Wrong lord of the universe

The bleak figures, however, need not be a harbinger of gloom, said Michael Dozier, executive director of the California Partnership for the San Joaquin Valley, an organization of public officials and business leaders that aims to address the region's economic, environmental and social problems.
"When studies like these come out, it's not like they're telling us anything new," he said. "What they do is show us how much better things could be with all the resources we have. … We should laugh at it and say, 'It just gives us that much more room to improve.' " -- Modesto Bee, April 2, 2012

 

We suspect that regardless of the possible merits of high speed rail, the reason people in the Valley distrust it is that it is a huge project involving a great amount of public debt, and the people who live at the epicenter of the greatest credit fraud in world history know -- not that debt can be manipulated to the benefit of the plutocracy and the detriment of ordinary citizens -- but that it will be manipulated that way.
No amount of utterance from "leaders" and "experts" (particularly economists and journalists) is going to persuade most readers of the article posted below that the Valley economy is improving.
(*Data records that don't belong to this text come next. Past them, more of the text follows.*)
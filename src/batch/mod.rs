//! Batch evaluation of candidate pairs
//!
//! Resolves a relationship judgment for every candidate pair and runs the
//! engine on each, with at most `max_concurrency` pairs in flight. Pair
//! evaluations are independent; results are ordered by investment score.

mod source;

pub use source::{JudgedPair, JudgmentSource, StaticJudgments};

use crate::engine::{CorrelationEngine, PairAnalysis};
use crate::market::{Market, MarketPair};
use crate::model::DependenceModel;
use crate::telemetry::{increment, record_latency, set_in_flight, CounterMetric, LatencyMetric};
use futures_util::stream::{self, StreamExt};
use serde::{Deserialize, Serialize};
use std::cmp::Ordering;
use std::sync::atomic::{AtomicUsize, Ordering as AtomicOrdering};
use std::time::Instant;

/// A neighbor pair proposed by the clustering collaborator
#[derive(Debug, Clone)]
pub struct CandidatePair {
    pub market1: Market,
    pub market2: Market,
}

impl CandidatePair {
    pub fn new(market1: Market, market2: Market) -> Self {
        Self { market1, market2 }
    }
}

/// Why a pair produced no analysis
#[derive(Debug, Clone, PartialEq, Serialize, Deserialize)]
pub struct PairFailure {
    pub market1_id: String,
    pub market2_id: String,
    pub reason: String,
}

/// Outcome of a batch run
#[derive(Debug, Clone, Default, PartialEq, Serialize, Deserialize)]
pub struct BatchReport {
    /// Successful analyses, highest investment score first
    pub analyses: Vec<PairAnalysis>,
    /// Pairs that were skipped or rejected
    pub failures: Vec<PairFailure>,
}

/// Runs the engine over many candidate pairs
pub struct BatchAnalyzer<'a, M: DependenceModel> {
    engine: &'a CorrelationEngine<M>,
    source: &'a dyn JudgmentSource,
    max_concurrency: usize,
}

impl<'a, M: DependenceModel> BatchAnalyzer<'a, M> {
    pub fn new(
        engine: &'a CorrelationEngine<M>,
        source: &'a dyn JudgmentSource,
        max_concurrency: usize,
    ) -> Self {
        Self {
            engine,
            source,
            max_concurrency: max_concurrency.max(1),
        }
    }

    /// Evaluate all candidates
    pub async fn run(&self, candidates: Vec<CandidatePair>) -> BatchReport {
        let total = candidates.len();
        let in_flight = AtomicUsize::new(0);
        tracing::info!(
            pairs = total,
            max_concurrency = self.max_concurrency,
            "Starting batch analysis"
        );

        let outcomes: Vec<Result<PairAnalysis, PairFailure>> = stream::iter(candidates)
            .map(|candidate| {
                let in_flight = &in_flight;
                async move {
                    set_in_flight(in_flight.fetch_add(1, AtomicOrdering::SeqCst) + 1);
                    let outcome = self.evaluate(candidate).await;
                    set_in_flight(in_flight.fetch_sub(1, AtomicOrdering::SeqCst) - 1);
                    outcome
                }
            })
            .buffer_unordered(self.max_concurrency)
            .collect()
            .await;

        let mut report = BatchReport::default();
        for outcome in outcomes {
            match outcome {
                Ok(analysis) => report.analyses.push(analysis),
                Err(failure) => report.failures.push(failure),
            }
        }

        report.analyses.sort_by(compare_analyses);
        report.failures.sort_by(|a, b| {
            (&a.market1_id, &a.market2_id).cmp(&(&b.market1_id, &b.market2_id))
        });

        tracing::info!(
            pairs = total,
            analyzed = report.analyses.len(),
            failed = report.failures.len(),
            "Batch analysis complete"
        );
        report
    }

    async fn evaluate(&self, candidate: CandidatePair) -> Result<PairAnalysis, PairFailure> {
        let failure = |reason: String| PairFailure {
            market1_id: candidate.market1.id.clone(),
            market2_id: candidate.market2.id.clone(),
            reason,
        };

        let start = Instant::now();
        let lookup = self
            .source
            .judgment(&candidate.market1, &candidate.market2)
            .await;
        record_latency(LatencyMetric::JudgmentLookup, start.elapsed());

        let judgment = match lookup {
            Ok(Some(judgment)) => judgment,
            Ok(None) => {
                increment(CounterMetric::JudgmentsMissing);
                return Err(failure("no relationship judgment".to_string()));
            }
            Err(e) => {
                tracing::warn!(
                    market1 = %candidate.market1.id,
                    market2 = %candidate.market2.id,
                    error = %e,
                    "Judgment lookup failed"
                );
                return Err(failure(format!("judgment lookup failed: {e}")));
            }
        };

        let pair = MarketPair::new(
            candidate.market1.clone(),
            candidate.market2.clone(),
            judgment,
        );
        self.engine
            .analyze(&pair)
            .map_err(|e| failure(e.to_string()))
    }
}

fn compare_analyses(a: &PairAnalysis, b: &PairAnalysis) -> Ordering {
    b.verdict
        .investment_score
        .partial_cmp(&a.verdict.investment_score)
        .unwrap_or(Ordering::Equal)
        .then_with(|| a.market1_id.cmp(&b.market1_id))
        .then_with(|| a.market2_id.cmp(&b.market2_id))
}
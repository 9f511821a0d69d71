//! Pressure scoring
//!
//! Pressure is the absolute divergence of two markets' volatility estimates.
//! An unknown volatility on either side yields an unknown pressure rather
//! than zero pressure.

use crate::config::PressureConfig;
use crate::market::{Market, VolatilityMethod};

/// Absolute volatility difference, `None` when either side is unknown
pub fn pressure(market1: &Market, market2: &Market) -> Option<f64> {
    let v1: f64 = market1.volatility?.try_into().ok()?;
    let v2: f64 = market2.volatility?.try_into().ok()?;
    if v1 < 0.0 || v2 < 0.0 {
        return None;
    }
    Some((v1 - v2).abs())
}

/// Pressure scorer with a comparability policy for volatility methods
#[derive(Debug, Clone, Default)]
pub struct PressureScorer {
    /// Treat volatilities computed by different methods as incomparable
    pub require_matching_methods: bool,
}

impl PressureScorer {
    pub fn new(require_matching_methods: bool) -> Self {
        Self {
            require_matching_methods,
        }
    }

    pub fn from_config(config: &PressureConfig) -> Self {
        Self::new(config.require_matching_methods)
    }

    /// Score a market pair
    pub fn score(&self, market1: &Market, market2: &Market) -> Option<f64> {
        if self.require_matching_methods
            && !methods_comparable(market1.volatility_method, market2.volatility_method)
        {
            tracing::debug!(
                market1 = %market1.id,
                market2 = %market2.id,
                method1 = ?market1.volatility_method,
                method2 = ?market2.volatility_method,
                "Volatility methods differ, pressure unknown"
            );
            return None;
        }
        pressure(market1, market2)
    }
}

fn methods_comparable(a: VolatilityMethod, b: VolatilityMethod) -> bool {
    a == b && a != VolatilityMethod::Unknown
}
The only things growing in this economy are the number of homeless and dairy debt.
Modesto richly deserves its place at the bottom of the economic heap nationwide. No city did more to create an entire culture, doctrine and orthodoxy devoted to creating residential growth as the lord of the universe (realtors piously babbling Christian soundbites all the way down the path). In Modesto, political and business leadership perfectly blended in the creation of the Great Valley Center, now a defunct appendage of UC Merced. Founded by a former mayor of Modesto responsible for more irresponsible growth than any before or since her, the GVC had mabition, agression, domination and funding, first from the witless Packard Foundation, which got its fingers burnt on the UC Merced project, then from developers and companies that supply them expertise and capital. GVC had one message: "Don't think; Grow!" It stupefied a new generation of leaders in perhaps a more economical way that previous generation of leaders had been stupefied.
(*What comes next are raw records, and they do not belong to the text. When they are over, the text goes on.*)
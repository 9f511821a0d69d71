//! Correlation-to-expected-value pipeline
//!
//! Probability model -> payoffs -> expected value -> pressure -> ranking.
//! The engine holds no mutable state and can be shared across tasks.

use crate::config::Config;
use crate::error::Result;
use crate::market::MarketPair;
use crate::model::{implied_probability, DependenceModel, LinearCorrelationModel};
use crate::pressure::PressureScorer;
use crate::ranking::{InvestmentRanker, InvestmentVerdict};
use crate::telemetry::{increment, record_latency, CounterMetric, LatencyMetric};
use crate::valuation::{evaluate_all, leg_edges, ExpectedValueResult, LegEdges};
use serde::{Deserialize, Serialize};
use std::time::Instant;

/// Published analysis of one market pair
#[derive(Debug, Clone, PartialEq, Serialize, Deserialize)]
pub struct PairAnalysis {
    pub market1_id: String,
    pub market2_id: String,
    /// Correlation coefficient from the relationship judgment
    pub correlation: f64,
    /// Similarity score from the relationship judgment
    pub similarity: f64,
    /// Valuation of the recommended position combination
    pub expected_value: ExpectedValueResult,
    /// All four combinations, best first
    pub combinations: Vec<ExpectedValueResult>,
    /// Single-leg edges under the joint model
    pub leg_edges: LegEdges,
    /// Volatility divergence, `None` when unknown
    pub pressure: Option<f64>,
    pub verdict: InvestmentVerdict,
    /// Relationship explanation, passed through untouched
    pub explanation: String,
}

/// Correlation-to-EV engine
pub struct CorrelationEngine<M: DependenceModel = LinearCorrelationModel> {
    model: M,
    scorer: PressureScorer,
    ranker: InvestmentRanker,
}

impl CorrelationEngine<LinearCorrelationModel> {
    /// Build the default engine from validated configuration
    pub fn from_config(config: &Config) -> Result<Self> {
        config.validate()?;
        Ok(Self::new(
            LinearCorrelationModel::from_config(&config.model)?,
            PressureScorer::from_config(&config.pressure),
            InvestmentRanker::new(&config.ranking, &config.risk)?,
        ))
    }
}

impl<M: DependenceModel> CorrelationEngine<M> {
    pub fn new(model: M, scorer: PressureScorer, ranker: InvestmentRanker) -> Self {
        Self {
            model,
            scorer,
            ranker,
        }
    }

    /// Analyze one market pair
    pub fn analyze(&self, pair: &MarketPair) -> Result<PairAnalysis> {
        let start = Instant::now();
        let result = self.run(pair);
        record_latency(LatencyMetric::PairAnalysis, start.elapsed());

        match &result {
            Ok(analysis) => {
                increment(CounterMetric::PairsAnalyzed);
                tracing::debug!(
                    market1 = %analysis.market1_id,
                    market2 = %analysis.market2_id,
                    combo = %analysis.expected_value.combo,
                    ev = analysis.expected_value.expected_value,
                    score = analysis.verdict.investment_score,
                    risk = %analysis.verdict.risk_level,
                    "Pair analyzed"
                );
            }
            Err(e) => {
                increment(CounterMetric::PairsRejected);
                tracing::warn!(
                    market1 = %pair.market1.id,
                    market2 = %pair.market2.id,
                    error = %e,
                    "Pair rejected"
                );
            }
        }
        result
    }

    fn run(&self, pair: &MarketPair) -> Result<PairAnalysis> {
        let judgment = &pair.judgment;
        judgment.validate()?;
        let p1 = implied_probability(&pair.market1)?;
        let p2 = implied_probability(&pair.market2)?;
        let probabilities = self.model.joint(p1, p2, judgment.correlation)?;

        // Ranked best first
        let combinations = evaluate_all(p1, p2, judgment.correlation, probabilities);
        let expected_value = combinations[0];

        let pressure = self.scorer.score(&pair.market1, &pair.market2);
        let verdict = self.ranker.rank(
            (pair.market1.id.as_str(), pair.market2.id.as_str()),
            judgment.similarity,
            Some(judgment.correlation),
            &expected_value,
            pressure,
        );

        Ok(PairAnalysis {
            market1_id: pair.market1.id.clone(),
            market2_id: pair.market2.id.clone(),
            correlation: judgment.correlation,
            similarity: judgment.similarity,
            expected_value,
            leg_edges: leg_edges(p1, p2, &probabilities),
            combinations: combinations.to_vec(),
            pressure,
            verdict,
            explanation: judgment.explanation.clone(),
        })
    }
}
Among the institutions that grew but did not think was the McClatchy Chain itself. The result was that when the growth and its real estate-advertising revenue stopped, Mama McClatchy became a Zombie Mama, the media equivalent of the Bank of America.
Although you can trace the path Modesto took, it is much harder to know with enough accuracy to believe, why Modesto did it. Most people will say it's easy to see why, pointing to their favorite explanation for the ongoing economic collapse in the north San Joaquin Valley. These are the same reasons that can be used for Stockton and Merced, beginning with commuter demand for cheaper housing and perhaps ending with the securitization of subprime mortgaages. But that doesn't explain the economic recklessness of a class of business people, most of whom identify themselves as conservatives and Christians.
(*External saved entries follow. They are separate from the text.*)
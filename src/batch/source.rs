//! Relationship judgment sources
//!
//! The reasoning collaborator sits behind [`JudgmentSource`]. Whether it
//! answers from a cache or a fresh model call is invisible to the engine.

use crate::market::{Market, RelationshipJudgment};
use async_trait::async_trait;
use serde::{Deserialize, Serialize};
use std::collections::HashMap;

/// Trait for relationship judgment providers
#[async_trait]
pub trait JudgmentSource: Send + Sync {
    /// Judgment for a market pair, `None` if the pair was never judged
    async fn judgment(
        &self,
        market1: &Market,
        market2: &Market,
    ) -> anyhow::Result<Option<RelationshipJudgment>>;
}

/// A judged pair as stored by the reasoning collaborator
#[derive(Debug, Clone, Serialize, Deserialize)]
pub struct JudgedPair {
    pub market1: String,
    pub market2: String,
    #[serde(flatten)]
    pub judgment: RelationshipJudgment,
}

/// In-memory judgments keyed by market id pair
///
/// Correlation is symmetric, so a pair judged as (a, b) also answers (b, a).
#[derive(Debug, Clone, Default)]
pub struct StaticJudgments {
    judgments: HashMap<(String, String), RelationshipJudgment>,
}

impl StaticJudgments {
    pub fn new() -> Self {
        Self::default()
    }

    /// Record a judgment, replacing any earlier one for the same pair
    pub fn insert(
        &mut self,
        market1: impl Into<String>,
        market2: impl Into<String>,
        judgment: RelationshipJudgment,
    ) {
        self.judgments
            .insert(key(&market1.into(), &market2.into()), judgment);
    }

    pub fn get(&self, market1: &str, market2: &str) -> Option<&RelationshipJudgment> {
        self.judgments.get(&key(market1, market2))
    }

    pub fn len(&self) -> usize {
        self.judgments.len()
    }

    pub fn is_empty(&self) -> bool {
        self.judgments.is_empty()
    }
}

impl FromIterator<JudgedPair> for StaticJudgments {
    fn from_iter<I: IntoIterator<Item = JudgedPair>>(iter: I) -> Self {
        let mut judgments = Self::new();
        for pair in iter {
            judgments.insert(pair.market1, pair.market2, pair.judgment);
        }
        judgments
    }
}

fn key(a: &str, b: &str) -> (String, String) {
    if a <= b {
        (a.to_string(), b.to_string())
    } else {
        (b.to_string(), a.to_string())
    }
}

#[async_trait]
impl JudgmentSource for StaticJudgments {
    async fn judgment(
        &self,
        market1: &Market,
        market2: &Market,
    ) -> anyhow::Result<Option<RelationshipJudgment>> {
        Ok(self.get(&market1.id, &market2.id).cloned())
    }
}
Why, evidently, of all the places in the nation, were Modesto, Stockton and Merced home to the most reckless, destructive political economic leadership? Why are so many of those elected and appointed public officials still in power? Is it just because concentrated wealth can keep buying the officials it needs? Is it just because the most obvious center of critical thinking in the region, the new UC Merced, was corrupted at birth by its role as anchor tenant of the building boom? The university conceals the names of the members of its board of trustees from the public. We know they buy their positions with financial gifts. We know they are local people. We deduce they were big winners in the real estate boom rather than the people they fleeced.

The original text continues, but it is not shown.